(PROBLEM DETAILS) Search the data for "label" and copy every matching line.

(INPUT)
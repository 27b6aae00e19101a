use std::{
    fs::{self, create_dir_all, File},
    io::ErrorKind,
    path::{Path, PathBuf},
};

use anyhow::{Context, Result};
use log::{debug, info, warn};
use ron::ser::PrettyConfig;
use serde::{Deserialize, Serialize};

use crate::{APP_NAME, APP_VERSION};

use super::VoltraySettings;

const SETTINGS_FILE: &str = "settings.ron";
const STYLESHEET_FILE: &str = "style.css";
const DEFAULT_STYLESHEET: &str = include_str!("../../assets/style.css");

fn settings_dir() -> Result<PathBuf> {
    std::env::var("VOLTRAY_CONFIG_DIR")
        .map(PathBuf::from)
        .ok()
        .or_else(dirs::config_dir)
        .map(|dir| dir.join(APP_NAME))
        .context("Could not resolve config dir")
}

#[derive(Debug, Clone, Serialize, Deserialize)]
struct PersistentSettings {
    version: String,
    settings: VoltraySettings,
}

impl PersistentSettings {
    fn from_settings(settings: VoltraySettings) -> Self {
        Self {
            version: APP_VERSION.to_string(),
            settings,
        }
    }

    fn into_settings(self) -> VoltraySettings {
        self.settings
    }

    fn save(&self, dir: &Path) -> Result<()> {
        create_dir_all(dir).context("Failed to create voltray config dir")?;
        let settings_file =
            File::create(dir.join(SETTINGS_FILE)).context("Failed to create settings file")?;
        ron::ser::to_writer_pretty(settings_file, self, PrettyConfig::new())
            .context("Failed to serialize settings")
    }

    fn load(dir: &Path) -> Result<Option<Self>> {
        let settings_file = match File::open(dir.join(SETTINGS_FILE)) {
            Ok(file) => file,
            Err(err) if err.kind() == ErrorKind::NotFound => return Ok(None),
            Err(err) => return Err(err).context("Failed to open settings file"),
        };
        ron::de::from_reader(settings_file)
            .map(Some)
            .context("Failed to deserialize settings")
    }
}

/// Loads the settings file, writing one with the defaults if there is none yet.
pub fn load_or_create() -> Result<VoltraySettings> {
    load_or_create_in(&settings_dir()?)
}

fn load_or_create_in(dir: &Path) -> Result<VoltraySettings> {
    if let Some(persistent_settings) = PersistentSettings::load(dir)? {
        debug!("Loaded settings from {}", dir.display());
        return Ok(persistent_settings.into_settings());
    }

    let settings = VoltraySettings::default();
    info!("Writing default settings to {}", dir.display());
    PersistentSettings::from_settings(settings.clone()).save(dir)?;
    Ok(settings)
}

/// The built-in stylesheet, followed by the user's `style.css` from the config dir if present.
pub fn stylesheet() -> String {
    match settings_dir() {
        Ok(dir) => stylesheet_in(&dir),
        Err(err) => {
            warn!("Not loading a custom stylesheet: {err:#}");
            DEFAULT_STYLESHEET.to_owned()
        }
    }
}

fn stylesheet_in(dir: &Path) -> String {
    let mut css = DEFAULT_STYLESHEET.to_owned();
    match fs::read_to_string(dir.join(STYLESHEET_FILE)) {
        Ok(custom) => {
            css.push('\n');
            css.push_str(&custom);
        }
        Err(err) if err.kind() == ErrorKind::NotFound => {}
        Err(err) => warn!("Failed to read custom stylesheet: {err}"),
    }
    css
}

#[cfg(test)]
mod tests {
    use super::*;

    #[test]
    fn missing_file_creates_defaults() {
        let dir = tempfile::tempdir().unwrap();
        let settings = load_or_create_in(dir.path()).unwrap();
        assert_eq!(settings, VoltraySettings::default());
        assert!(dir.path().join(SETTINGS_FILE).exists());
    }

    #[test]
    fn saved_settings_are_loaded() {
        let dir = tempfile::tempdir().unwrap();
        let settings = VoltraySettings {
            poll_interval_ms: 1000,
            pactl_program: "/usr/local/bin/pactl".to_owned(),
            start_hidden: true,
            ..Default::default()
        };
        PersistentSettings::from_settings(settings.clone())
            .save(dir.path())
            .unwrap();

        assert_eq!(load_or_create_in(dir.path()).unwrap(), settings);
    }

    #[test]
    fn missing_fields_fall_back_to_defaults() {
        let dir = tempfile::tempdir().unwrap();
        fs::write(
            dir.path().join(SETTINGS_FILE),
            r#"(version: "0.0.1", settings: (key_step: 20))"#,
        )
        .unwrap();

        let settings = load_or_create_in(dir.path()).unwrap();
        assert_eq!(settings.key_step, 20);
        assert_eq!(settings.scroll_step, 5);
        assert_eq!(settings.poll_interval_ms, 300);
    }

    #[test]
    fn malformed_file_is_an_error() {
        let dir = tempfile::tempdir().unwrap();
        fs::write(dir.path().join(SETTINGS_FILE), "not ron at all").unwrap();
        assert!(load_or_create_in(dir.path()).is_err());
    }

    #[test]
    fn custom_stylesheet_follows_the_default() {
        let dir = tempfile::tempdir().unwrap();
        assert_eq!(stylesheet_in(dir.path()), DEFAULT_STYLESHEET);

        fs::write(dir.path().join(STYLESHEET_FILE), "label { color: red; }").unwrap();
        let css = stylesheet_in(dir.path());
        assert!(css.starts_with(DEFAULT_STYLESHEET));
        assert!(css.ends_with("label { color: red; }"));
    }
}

--

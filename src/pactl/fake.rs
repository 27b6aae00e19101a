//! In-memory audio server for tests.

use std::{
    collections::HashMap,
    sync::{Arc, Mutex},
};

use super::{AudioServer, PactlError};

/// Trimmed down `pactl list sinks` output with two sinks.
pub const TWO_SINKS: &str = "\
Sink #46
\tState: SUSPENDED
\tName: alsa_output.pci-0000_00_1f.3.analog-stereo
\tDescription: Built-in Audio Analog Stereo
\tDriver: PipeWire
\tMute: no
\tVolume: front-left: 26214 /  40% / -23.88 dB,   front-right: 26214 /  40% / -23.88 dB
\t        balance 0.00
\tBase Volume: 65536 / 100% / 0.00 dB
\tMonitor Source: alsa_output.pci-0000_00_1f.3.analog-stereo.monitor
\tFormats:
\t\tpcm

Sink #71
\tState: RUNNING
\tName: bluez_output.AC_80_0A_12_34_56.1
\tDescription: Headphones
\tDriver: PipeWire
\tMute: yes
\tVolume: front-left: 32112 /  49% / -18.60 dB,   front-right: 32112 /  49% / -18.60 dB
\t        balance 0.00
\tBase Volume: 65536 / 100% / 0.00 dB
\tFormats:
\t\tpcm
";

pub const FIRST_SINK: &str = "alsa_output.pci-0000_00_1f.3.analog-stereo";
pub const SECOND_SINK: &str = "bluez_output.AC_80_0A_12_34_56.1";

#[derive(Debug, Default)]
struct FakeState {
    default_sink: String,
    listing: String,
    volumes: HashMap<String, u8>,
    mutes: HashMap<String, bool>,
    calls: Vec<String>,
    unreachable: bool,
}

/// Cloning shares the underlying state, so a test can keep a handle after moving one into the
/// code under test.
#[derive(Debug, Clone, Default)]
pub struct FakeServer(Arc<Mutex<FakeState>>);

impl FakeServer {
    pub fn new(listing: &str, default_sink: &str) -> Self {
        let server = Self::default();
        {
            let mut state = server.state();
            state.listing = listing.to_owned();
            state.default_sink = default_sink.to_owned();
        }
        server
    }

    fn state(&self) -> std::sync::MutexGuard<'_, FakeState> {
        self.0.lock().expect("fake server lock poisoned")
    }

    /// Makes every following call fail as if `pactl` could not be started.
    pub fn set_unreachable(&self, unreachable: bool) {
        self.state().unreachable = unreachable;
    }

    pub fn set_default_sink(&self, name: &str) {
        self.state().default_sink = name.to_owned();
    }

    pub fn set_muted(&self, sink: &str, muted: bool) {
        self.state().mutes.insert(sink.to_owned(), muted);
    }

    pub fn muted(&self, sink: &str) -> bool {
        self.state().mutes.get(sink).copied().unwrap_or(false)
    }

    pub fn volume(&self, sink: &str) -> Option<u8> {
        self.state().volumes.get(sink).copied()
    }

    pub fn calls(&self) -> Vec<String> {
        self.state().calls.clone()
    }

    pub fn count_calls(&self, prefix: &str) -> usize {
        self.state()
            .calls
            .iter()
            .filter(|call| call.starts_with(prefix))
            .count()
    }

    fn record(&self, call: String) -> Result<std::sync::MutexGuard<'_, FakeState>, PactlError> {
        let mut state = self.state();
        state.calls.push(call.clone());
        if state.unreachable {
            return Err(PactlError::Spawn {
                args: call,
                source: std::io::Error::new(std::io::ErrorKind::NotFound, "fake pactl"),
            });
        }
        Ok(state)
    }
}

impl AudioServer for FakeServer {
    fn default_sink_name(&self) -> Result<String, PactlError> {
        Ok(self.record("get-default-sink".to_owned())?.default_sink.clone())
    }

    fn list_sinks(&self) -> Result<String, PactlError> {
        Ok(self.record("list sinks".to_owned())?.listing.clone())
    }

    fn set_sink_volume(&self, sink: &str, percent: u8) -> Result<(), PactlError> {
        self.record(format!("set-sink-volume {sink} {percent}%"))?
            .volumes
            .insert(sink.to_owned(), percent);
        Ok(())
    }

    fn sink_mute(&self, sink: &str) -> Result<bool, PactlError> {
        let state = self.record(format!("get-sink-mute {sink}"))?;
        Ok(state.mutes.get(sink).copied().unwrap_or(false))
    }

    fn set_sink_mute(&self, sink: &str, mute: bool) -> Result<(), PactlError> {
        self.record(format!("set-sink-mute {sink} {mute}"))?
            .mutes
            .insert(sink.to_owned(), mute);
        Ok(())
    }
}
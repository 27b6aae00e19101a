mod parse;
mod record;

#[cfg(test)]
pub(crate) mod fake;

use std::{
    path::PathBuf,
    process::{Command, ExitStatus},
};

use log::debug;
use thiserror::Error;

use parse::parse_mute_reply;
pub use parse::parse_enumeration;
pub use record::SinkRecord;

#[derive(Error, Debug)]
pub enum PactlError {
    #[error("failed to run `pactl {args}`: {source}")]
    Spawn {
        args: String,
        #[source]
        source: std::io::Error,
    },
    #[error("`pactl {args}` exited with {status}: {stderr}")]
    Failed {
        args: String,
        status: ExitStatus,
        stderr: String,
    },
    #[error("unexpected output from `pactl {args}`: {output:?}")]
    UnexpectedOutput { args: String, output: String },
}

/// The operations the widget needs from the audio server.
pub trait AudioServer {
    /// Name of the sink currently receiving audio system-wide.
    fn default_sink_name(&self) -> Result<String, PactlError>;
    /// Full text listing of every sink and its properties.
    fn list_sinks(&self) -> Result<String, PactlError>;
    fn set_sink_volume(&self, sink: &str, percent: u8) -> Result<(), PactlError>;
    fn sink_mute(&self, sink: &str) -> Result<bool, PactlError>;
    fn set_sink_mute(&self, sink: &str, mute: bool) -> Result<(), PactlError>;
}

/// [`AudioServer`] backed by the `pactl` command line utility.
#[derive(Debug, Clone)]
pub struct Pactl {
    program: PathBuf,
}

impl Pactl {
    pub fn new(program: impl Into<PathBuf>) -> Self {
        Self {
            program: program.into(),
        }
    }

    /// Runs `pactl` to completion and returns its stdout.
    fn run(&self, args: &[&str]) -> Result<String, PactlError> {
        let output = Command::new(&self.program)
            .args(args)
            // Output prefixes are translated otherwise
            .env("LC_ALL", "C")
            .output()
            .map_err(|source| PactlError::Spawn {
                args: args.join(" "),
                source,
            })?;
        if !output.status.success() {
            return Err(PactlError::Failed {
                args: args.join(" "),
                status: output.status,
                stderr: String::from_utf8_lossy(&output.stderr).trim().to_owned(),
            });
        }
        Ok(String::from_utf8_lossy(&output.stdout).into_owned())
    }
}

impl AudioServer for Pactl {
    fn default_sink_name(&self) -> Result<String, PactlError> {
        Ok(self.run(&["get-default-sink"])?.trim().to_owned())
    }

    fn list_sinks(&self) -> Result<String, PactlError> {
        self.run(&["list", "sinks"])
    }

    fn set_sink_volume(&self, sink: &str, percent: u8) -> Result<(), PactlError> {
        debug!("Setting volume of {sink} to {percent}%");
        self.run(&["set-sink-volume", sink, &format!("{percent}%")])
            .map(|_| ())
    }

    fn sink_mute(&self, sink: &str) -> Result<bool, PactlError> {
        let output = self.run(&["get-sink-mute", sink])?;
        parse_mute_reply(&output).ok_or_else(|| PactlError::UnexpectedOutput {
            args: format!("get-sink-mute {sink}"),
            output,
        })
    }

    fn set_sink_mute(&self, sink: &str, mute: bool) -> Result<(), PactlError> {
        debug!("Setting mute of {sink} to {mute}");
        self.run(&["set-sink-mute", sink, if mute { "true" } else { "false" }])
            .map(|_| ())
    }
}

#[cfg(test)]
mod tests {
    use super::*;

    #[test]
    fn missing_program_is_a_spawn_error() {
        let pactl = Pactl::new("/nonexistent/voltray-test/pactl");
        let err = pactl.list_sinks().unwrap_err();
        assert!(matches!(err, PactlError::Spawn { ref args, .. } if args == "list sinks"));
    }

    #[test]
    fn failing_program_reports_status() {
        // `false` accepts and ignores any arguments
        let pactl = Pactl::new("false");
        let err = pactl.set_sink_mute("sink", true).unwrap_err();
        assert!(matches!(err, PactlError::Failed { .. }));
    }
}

(ANSWER BELOW)
        fs::write(dir.path().join(STYLESHEET_FILE), "label { color: red; }").unwrap();
        assert!(css.ends_with("label { color: red; }"));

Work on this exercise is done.